GIVEN INFORMATION START

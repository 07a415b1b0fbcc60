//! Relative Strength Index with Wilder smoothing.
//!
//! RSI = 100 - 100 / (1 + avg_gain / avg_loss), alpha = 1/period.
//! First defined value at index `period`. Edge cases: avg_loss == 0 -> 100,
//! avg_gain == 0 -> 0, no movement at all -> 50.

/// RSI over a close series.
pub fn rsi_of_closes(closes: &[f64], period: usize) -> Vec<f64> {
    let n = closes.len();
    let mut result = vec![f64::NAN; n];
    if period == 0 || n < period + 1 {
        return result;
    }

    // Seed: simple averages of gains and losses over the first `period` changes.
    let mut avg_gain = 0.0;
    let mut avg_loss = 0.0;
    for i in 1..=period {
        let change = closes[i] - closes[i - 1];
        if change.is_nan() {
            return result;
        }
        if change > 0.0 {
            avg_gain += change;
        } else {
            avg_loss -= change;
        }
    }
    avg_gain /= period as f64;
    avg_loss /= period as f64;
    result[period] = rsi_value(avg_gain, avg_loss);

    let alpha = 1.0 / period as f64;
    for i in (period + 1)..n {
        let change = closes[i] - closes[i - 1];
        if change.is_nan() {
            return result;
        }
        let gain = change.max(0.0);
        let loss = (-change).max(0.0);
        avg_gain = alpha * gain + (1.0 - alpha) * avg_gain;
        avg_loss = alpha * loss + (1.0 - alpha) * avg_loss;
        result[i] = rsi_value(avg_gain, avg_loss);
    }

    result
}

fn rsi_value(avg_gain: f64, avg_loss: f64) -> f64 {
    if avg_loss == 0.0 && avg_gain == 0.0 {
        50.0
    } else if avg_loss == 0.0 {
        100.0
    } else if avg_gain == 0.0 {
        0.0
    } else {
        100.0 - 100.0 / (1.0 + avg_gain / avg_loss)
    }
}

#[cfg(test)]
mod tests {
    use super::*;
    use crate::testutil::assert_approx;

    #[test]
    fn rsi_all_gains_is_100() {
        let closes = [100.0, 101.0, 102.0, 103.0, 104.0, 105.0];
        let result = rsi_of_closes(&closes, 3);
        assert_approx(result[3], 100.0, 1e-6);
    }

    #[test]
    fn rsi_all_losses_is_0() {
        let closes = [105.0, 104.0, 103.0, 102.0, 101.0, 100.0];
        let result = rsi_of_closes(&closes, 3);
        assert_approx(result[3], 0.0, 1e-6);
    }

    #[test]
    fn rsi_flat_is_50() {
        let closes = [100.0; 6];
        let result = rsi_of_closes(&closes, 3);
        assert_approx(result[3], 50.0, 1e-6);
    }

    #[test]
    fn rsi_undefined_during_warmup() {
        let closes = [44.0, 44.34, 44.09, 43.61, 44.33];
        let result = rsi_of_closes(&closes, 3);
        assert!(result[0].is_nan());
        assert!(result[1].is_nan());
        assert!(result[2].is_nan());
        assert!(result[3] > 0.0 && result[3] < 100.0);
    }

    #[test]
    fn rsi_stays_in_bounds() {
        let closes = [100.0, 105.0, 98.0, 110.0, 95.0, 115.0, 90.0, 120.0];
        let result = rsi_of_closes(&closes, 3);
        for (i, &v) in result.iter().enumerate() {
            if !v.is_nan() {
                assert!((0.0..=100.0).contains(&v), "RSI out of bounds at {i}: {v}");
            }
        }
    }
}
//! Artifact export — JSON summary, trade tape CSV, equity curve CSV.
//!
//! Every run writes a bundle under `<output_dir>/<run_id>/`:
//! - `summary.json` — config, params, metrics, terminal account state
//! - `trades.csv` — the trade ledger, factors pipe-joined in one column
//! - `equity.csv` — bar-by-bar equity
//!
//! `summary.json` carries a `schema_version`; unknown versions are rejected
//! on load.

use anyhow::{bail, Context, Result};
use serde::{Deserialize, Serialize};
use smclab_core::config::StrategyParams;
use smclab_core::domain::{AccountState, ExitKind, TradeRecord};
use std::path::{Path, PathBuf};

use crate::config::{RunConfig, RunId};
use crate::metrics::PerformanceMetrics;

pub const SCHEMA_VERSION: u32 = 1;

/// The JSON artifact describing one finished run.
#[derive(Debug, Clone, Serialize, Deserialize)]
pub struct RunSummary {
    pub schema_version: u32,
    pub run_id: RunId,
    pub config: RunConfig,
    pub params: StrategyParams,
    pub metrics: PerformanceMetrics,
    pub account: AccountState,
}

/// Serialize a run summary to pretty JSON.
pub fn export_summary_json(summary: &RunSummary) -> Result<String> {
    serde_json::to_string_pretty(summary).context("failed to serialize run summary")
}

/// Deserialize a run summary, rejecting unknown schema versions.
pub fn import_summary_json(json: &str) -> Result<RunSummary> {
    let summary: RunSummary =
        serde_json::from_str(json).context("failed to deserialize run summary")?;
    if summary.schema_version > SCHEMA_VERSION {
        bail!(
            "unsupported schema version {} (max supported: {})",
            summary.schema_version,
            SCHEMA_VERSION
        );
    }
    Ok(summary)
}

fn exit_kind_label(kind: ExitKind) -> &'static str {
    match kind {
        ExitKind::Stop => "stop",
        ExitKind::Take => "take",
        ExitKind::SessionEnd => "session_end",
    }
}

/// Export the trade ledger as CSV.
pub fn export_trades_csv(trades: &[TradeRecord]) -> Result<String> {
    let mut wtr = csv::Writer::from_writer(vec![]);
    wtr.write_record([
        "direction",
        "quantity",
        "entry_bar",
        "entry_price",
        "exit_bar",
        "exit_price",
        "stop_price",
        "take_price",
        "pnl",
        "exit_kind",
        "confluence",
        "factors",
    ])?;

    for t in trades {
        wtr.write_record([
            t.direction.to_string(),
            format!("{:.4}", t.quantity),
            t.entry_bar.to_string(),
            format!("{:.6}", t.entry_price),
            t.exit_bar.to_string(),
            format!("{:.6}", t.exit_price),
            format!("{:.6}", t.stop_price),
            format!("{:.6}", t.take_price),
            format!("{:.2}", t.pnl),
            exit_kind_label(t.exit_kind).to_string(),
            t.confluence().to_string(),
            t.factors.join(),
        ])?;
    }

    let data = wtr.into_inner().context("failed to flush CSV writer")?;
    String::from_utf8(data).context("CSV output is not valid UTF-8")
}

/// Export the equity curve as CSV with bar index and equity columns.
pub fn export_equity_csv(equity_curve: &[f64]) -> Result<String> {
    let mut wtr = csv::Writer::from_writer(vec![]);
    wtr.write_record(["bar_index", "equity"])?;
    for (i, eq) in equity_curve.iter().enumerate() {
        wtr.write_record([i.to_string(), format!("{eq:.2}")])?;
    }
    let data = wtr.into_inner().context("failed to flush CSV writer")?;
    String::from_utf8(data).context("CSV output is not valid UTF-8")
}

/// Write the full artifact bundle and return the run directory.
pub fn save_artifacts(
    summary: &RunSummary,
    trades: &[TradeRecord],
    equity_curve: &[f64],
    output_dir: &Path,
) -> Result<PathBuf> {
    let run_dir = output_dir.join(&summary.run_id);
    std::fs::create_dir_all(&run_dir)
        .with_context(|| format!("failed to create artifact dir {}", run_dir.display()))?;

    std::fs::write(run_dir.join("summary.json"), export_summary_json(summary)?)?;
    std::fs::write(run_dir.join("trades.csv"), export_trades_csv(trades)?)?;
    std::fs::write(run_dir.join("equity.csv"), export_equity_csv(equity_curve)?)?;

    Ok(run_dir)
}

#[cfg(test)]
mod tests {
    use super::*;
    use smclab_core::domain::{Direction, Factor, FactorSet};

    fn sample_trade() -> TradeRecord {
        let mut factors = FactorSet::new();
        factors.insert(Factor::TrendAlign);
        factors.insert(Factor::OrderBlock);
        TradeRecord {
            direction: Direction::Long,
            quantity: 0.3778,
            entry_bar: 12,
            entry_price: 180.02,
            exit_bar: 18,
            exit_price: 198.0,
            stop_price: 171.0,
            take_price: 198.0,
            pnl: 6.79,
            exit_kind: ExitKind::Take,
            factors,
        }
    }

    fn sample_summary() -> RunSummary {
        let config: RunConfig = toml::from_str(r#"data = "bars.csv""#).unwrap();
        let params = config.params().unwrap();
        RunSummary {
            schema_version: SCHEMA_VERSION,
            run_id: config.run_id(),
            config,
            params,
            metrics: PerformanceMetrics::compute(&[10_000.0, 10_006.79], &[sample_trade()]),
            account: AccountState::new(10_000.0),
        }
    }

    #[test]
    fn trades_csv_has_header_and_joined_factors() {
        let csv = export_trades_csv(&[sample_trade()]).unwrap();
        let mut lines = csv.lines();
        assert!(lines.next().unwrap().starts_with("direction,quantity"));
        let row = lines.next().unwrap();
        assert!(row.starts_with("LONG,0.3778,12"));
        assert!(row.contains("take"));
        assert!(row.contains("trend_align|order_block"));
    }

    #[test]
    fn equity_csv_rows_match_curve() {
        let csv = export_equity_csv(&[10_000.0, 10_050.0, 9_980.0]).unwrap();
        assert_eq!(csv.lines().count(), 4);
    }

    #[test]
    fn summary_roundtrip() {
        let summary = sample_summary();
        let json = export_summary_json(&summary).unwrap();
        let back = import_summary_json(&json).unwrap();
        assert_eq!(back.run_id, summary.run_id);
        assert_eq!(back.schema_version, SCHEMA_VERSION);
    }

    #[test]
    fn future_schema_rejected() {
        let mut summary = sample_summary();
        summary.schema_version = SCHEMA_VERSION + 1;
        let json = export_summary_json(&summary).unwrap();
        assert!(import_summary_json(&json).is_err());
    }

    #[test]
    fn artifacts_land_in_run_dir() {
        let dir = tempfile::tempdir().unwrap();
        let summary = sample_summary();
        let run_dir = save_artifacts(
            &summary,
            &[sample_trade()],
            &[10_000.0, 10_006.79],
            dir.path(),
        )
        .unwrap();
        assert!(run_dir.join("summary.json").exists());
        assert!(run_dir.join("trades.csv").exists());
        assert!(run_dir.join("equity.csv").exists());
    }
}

GIVEN INFORMATION END
GIVEN INFORMATION START

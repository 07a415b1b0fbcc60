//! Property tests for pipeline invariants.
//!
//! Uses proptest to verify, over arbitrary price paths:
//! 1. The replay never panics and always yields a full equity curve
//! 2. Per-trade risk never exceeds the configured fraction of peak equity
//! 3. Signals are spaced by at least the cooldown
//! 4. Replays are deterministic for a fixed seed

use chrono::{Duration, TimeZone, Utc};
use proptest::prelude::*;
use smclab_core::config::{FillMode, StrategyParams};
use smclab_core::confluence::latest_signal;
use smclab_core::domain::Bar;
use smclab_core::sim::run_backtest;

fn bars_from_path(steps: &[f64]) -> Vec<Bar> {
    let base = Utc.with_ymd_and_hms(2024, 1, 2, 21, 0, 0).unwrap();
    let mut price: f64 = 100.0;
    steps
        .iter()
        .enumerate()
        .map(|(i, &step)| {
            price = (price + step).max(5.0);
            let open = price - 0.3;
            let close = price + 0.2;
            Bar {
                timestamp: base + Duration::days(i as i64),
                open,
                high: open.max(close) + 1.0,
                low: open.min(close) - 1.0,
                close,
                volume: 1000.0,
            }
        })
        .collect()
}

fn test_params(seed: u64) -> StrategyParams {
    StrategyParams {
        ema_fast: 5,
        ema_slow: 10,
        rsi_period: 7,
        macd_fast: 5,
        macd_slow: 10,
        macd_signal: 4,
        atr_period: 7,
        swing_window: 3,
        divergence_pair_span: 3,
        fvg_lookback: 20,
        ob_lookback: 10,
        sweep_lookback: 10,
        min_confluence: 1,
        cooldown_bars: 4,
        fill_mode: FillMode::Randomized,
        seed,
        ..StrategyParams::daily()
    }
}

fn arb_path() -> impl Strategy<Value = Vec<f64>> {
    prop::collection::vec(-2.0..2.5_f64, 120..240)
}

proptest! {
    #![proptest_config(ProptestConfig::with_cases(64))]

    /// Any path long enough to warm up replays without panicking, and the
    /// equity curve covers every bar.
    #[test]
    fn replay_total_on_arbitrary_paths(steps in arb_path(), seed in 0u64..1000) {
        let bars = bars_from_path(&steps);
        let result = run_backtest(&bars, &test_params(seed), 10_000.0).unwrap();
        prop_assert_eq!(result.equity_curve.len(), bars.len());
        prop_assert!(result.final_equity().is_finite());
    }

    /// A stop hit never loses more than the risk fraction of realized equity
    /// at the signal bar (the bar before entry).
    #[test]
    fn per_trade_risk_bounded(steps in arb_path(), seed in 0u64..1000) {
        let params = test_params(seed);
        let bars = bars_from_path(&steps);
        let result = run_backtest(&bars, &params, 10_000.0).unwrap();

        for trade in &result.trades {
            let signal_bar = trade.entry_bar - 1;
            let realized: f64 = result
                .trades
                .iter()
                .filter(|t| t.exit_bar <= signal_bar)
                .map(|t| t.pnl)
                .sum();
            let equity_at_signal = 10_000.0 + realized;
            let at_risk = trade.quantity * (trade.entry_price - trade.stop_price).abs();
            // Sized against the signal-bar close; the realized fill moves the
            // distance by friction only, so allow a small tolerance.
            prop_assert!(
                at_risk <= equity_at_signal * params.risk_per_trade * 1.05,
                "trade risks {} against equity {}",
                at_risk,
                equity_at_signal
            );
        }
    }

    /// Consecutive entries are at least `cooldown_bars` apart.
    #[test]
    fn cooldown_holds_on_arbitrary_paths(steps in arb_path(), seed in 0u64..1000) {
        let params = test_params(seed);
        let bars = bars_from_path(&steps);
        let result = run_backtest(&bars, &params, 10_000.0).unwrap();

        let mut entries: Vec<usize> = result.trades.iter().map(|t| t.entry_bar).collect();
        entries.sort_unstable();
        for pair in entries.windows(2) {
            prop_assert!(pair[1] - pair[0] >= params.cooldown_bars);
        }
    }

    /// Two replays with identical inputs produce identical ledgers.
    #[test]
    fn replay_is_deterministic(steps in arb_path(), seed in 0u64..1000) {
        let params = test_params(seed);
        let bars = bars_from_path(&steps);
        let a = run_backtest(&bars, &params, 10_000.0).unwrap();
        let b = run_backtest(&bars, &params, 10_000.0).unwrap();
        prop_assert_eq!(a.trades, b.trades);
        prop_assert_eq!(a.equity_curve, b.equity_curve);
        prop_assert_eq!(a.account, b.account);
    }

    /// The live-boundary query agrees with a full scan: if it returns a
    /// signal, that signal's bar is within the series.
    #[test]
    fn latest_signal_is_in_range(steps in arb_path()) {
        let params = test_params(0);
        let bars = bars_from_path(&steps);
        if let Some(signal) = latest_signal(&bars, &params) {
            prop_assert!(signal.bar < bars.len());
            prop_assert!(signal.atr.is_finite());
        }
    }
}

GIVEN INFORMATION END

= EXERCISE GOAL =
Pull every line containing "exists" out of the material and copy it.

= EXERCISE OUTPUT =
        assert!(run_dir.join("summary.json").exists());
        assert!(run_dir.join("trades.csv").exists());
        assert!(run_dir.join("equity.csv").exists());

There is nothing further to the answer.